## Instructions to follow
The records below are to be transcribed in full, exactly as given.

[[ Stored data, beginning ]]

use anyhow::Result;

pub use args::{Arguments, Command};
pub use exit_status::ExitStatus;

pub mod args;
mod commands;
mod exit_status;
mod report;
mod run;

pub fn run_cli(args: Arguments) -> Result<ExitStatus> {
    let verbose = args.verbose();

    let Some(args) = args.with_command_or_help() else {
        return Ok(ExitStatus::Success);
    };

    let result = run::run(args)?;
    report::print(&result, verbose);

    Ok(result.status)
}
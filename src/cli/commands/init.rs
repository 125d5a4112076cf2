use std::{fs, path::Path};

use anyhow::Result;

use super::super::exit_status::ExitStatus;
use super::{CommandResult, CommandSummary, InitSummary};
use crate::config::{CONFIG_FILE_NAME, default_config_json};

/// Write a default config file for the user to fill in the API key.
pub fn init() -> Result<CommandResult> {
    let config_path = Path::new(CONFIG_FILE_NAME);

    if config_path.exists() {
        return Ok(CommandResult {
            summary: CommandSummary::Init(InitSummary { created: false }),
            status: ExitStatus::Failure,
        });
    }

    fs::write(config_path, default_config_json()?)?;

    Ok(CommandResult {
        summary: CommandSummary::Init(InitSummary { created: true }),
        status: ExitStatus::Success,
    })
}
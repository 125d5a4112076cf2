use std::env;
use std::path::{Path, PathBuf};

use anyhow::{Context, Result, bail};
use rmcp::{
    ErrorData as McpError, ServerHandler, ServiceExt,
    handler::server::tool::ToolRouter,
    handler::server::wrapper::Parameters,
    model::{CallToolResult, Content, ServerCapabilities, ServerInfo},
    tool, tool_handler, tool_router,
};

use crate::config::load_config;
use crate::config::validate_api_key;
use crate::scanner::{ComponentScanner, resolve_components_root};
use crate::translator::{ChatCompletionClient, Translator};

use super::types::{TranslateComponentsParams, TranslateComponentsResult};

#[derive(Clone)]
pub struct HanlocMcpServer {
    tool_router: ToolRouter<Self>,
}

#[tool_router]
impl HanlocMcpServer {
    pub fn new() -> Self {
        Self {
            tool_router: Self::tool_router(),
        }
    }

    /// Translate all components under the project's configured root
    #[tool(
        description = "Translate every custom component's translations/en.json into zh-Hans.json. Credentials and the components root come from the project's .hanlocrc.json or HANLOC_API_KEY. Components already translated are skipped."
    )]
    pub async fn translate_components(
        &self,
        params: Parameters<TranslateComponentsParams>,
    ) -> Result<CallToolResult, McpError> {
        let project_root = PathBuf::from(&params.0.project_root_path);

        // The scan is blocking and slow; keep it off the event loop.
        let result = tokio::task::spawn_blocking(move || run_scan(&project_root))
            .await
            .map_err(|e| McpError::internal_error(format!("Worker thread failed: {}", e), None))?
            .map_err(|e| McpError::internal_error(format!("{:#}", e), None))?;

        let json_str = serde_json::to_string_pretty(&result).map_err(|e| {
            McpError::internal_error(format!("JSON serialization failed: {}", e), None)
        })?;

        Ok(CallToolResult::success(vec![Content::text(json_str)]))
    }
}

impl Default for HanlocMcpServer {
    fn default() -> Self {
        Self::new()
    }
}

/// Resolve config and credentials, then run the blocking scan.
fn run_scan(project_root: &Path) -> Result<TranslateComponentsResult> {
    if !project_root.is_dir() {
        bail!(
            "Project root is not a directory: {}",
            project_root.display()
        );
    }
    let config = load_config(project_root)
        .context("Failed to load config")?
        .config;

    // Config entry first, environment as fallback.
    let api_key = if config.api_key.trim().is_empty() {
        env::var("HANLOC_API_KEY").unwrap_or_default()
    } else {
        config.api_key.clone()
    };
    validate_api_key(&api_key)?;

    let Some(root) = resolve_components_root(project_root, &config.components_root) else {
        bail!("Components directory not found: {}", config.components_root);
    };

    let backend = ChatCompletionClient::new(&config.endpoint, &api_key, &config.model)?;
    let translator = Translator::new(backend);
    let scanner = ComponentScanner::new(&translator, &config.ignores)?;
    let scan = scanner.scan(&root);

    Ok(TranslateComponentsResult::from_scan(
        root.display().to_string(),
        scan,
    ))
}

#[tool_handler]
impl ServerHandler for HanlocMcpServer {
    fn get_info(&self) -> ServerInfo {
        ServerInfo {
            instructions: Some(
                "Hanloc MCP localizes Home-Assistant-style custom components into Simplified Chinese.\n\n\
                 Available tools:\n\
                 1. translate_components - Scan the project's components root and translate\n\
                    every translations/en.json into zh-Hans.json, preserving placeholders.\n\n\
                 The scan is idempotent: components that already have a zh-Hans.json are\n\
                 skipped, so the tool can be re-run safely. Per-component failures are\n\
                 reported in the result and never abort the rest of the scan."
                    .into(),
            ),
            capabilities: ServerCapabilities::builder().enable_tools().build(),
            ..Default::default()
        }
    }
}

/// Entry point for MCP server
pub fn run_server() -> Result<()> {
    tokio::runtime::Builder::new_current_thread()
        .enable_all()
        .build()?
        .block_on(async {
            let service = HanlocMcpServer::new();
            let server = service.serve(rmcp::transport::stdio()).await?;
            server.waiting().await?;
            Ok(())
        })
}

[[ Stored data, end ]]

## Exercise output
use anyhow::Result;

pub use args::{Arguments, Command};
pub use exit_status::ExitStatus;

pub mod args;
mod commands;
mod exit_status;
mod report;
mod run;

pub fn run_cli(args: Arguments) -> Result<ExitStatus> {
    let verbose = args.verbose();

    let Some(args) = args.with_command_or_help() else {
        return Ok(ExitStatus::Success);
    };

    let result = run::run(args)?;
    report::print(&result, verbose);

    Ok(result.status)
}
filename src/cli/commands/init.rs
repository 125d5a4112076cf2
use std::{fs, path::Path};

use anyhow::Result;

use super::super::exit_status::ExitStatus;
use super::{CommandResult, CommandSummary, InitSummary};
use crate::config::{CONFIG_FILE_NAME, default_config_json};

/// Write a default config file for the user to fill in the API key.
pub fn init() -> Result<CommandResult> {
    let config_path = Path::new(CONFIG_FILE_NAME);

    if config_path.exists() {
        return Ok(CommandResult {
            summary: CommandSummary::Init(InitSummary { created: false }),
            status: ExitStatus::Failure,
        });
    }

    fs::write(config_path, default_config_json()?)?;

    Ok(CommandResult {
        summary: CommandSummary::Init(InitSummary { created: true }),
        status: ExitStatus::Success,
    })
}
repository 125d5a4112076cf2
use std::env;
use std::path::{Path, PathBuf};

use anyhow::{Context, Result, bail};
use rmcp::{
    ErrorData as McpError, ServerHandler, ServiceExt,
    handler::server::tool::ToolRouter,
    handler::server::wrapper::Parameters,
    model::{CallToolResult, Content, ServerCapabilities, ServerInfo},
    tool, tool_handler, tool_router,
};

use crate::config::load_config;
use crate::config::validate_api_key;
use crate::scanner::{ComponentScanner, resolve_components_root};
use crate::translator::{ChatCompletionClient, Translator};

use super::types::{TranslateComponentsParams, TranslateComponentsResult};

#[derive(Clone)]
pub struct HanlocMcpServer {
    tool_router: ToolRouter<Self>,
}

#[tool_router]
impl HanlocMcpServer {
    pub fn new() -> Self {
        Self {
            tool_router: Self::tool_router(),
        }
    }

    /// Translate all components under the project's configured root
    #[tool(
        description = "Translate every custom component's translations/en.json into zh-Hans.json. Credentials and the components root come from the project's .hanlocrc.json or HANLOC_API_KEY. Components already translated are skipped."
    )]
    pub async fn translate_components(
        &self,
        params: Parameters<TranslateComponentsParams>,
    ) -> Result<CallToolResult, McpError> {
        let project_root = PathBuf::from(&params.0.project_root_path);

        // The scan is blocking and slow; keep it off the event loop.
        let result = tokio::task::spawn_blocking(move || run_scan(&project_root))
            .await
            .map_err(|e| McpError::internal_error(format!("Worker thread failed: {}", e), None))?
            .map_err(|e| McpError::internal_error(format!("{:#}", e), None))?;

        let json_str = serde_json::to_string_pretty(&result).map_err(|e| {
            McpError::internal_error(format!("JSON serialization failed: {}", e), None)
        })?;

        Ok(CallToolResult::success(vec![Content::text(json_str)]))
    }
}

impl Default for HanlocMcpServer {
    fn default() -> Self {
        Self::new()
    }
}

/// Resolve config and credentials, then run the blocking scan.
fn run_scan(project_root: &Path) -> Result<TranslateComponentsResult> {
    if !project_root.is_dir() {
        bail!(
            "Project root is not a directory: {}",
            project_root.display()
        );
    }
    let config = load_config(project_root)
        .context("Failed to load config")?
        .config;

    // Config entry first, environment as fallback.
    let api_key = if config.api_key.trim().is_empty() {
        env::var("HANLOC_API_KEY").unwrap_or_default()
    } else {
        config.api_key.clone()
    };
    validate_api_key(&api_key)?;

    let Some(root) = resolve_components_root(project_root, &config.components_root) else {
        bail!("Components directory not found: {}", config.components_root);
    };

    let backend = ChatCompletionClient::new(&config.endpoint, &api_key, &config.model)?;
    let translator = Translator::new(backend);
    let scanner = ComponentScanner::new(&translator, &config.ignores)?;
    let scan = scanner.scan(&root);

    Ok(TranslateComponentsResult::from_scan(
        root.display().to_string(),
        scan,
    ))
}

#[tool_handler]
impl ServerHandler for HanlocMcpServer {
    fn get_info(&self) -> ServerInfo {
        ServerInfo {
            instructions: Some(
                "Hanloc MCP localizes Home-Assistant-style custom components into Simplified Chinese.\n\n\
                 Available tools:\n\
                 1. translate_components - Scan the project's components root and translate\n\
                    every translations/en.json into zh-Hans.json, preserving placeholders.\n\n\
                 The scan is idempotent: components that already have a zh-Hans.json are\n\
                 skipped, so the tool can be re-run safely. Per-component failures are\n\
                 reported in the result and never abort the rest of the scan."
                    .into(),
            ),
            capabilities: ServerCapabilities::builder().enable_tools().build(),
            ..Default::default()
        }
    }
}

/// Entry point for MCP server
pub fn run_server() -> Result<()> {
    tokio::runtime::Builder::new_current_thread()
        .enable_all()
        .build()?
        .block_on(async {
            let service = HanlocMcpServer::new();
            let server = service.serve(rmcp::transport::stdio()).await?;
            server.waiting().await?;
            Ok(())
        })
}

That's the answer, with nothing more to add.